#### Records drawn from a dataset:
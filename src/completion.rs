//! Completion provider trait for generating answers from a prompt.

use async_trait::async_trait;

use crate::error::Result;

/// A provider that generates a text completion for a prompt.
///
/// The pipeline hands the fully assembled grounding prompt to this
/// capability and returns its output verbatim. Implementations wrap a
/// specific language-model backend (local model, remote API).
#[async_trait]
pub trait CompletionProvider: Send + Sync {
    /// Generate a completion for the given prompt.
    async fn complete(&self, prompt: &str) -> Result<String>;
}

#### AIM OF THE EXERCISE:
Look through the data above and return each line where the string "Result" occurs.

#### RESPONSE TO THE TASK:
use crate::error::Result;
    async fn complete(&self, prompt: &str) -> Result<String>;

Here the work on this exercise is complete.